::: Records for the exercise :::

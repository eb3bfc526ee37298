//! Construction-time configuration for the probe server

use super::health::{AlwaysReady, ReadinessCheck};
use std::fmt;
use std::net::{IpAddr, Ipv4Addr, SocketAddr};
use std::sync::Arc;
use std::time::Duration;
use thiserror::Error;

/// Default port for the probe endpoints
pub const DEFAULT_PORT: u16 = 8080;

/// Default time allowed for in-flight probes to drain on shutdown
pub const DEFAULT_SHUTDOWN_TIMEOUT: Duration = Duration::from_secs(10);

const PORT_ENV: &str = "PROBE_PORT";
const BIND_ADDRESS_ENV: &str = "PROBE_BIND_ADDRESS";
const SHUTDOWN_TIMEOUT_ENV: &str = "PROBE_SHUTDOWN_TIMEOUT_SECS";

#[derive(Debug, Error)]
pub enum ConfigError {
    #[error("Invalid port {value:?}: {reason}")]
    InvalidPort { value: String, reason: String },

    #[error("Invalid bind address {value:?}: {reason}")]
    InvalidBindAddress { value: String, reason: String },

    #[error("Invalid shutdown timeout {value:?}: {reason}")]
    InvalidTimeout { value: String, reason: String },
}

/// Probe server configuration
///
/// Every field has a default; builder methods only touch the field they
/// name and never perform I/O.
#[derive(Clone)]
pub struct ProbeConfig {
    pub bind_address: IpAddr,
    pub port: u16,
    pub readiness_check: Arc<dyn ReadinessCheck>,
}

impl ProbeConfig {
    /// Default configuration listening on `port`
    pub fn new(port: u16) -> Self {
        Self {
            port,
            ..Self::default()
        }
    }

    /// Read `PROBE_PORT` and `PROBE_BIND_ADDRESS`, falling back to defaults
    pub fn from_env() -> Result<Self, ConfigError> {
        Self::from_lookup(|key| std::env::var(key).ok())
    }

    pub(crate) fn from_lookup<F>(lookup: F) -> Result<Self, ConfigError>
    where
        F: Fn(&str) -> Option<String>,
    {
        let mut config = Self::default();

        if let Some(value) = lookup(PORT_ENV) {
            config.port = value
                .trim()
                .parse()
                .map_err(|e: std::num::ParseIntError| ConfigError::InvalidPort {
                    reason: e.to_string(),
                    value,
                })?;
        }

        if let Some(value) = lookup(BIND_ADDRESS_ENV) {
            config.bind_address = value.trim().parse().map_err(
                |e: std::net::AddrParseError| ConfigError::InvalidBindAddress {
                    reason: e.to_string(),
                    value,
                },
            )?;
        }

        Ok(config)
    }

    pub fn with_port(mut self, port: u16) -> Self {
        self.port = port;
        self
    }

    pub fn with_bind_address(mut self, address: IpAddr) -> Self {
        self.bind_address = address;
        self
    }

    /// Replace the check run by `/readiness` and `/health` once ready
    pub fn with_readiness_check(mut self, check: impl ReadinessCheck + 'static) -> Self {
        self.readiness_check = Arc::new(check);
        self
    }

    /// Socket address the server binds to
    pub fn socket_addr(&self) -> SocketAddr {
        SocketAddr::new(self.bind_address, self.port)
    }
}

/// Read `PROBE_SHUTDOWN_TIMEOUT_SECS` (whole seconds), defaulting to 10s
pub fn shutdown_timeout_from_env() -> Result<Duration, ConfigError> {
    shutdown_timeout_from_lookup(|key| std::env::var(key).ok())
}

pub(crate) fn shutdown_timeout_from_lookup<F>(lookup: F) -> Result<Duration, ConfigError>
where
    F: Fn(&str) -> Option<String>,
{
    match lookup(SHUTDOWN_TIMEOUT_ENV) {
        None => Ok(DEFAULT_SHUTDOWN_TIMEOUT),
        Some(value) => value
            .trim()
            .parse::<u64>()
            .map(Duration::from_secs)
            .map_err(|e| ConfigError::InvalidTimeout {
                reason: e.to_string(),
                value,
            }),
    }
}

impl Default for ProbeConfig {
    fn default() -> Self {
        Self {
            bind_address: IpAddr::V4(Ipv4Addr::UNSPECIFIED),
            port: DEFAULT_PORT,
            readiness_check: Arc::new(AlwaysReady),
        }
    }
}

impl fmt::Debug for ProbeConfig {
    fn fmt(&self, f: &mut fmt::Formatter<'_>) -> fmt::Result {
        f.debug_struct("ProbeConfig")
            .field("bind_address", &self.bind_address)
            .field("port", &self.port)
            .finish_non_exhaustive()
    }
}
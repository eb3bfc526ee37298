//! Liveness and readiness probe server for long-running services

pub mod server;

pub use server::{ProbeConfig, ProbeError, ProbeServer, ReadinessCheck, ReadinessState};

:::

Tally the lines in the entries above that hold the word "configuration". Reply with nothing but that count.

3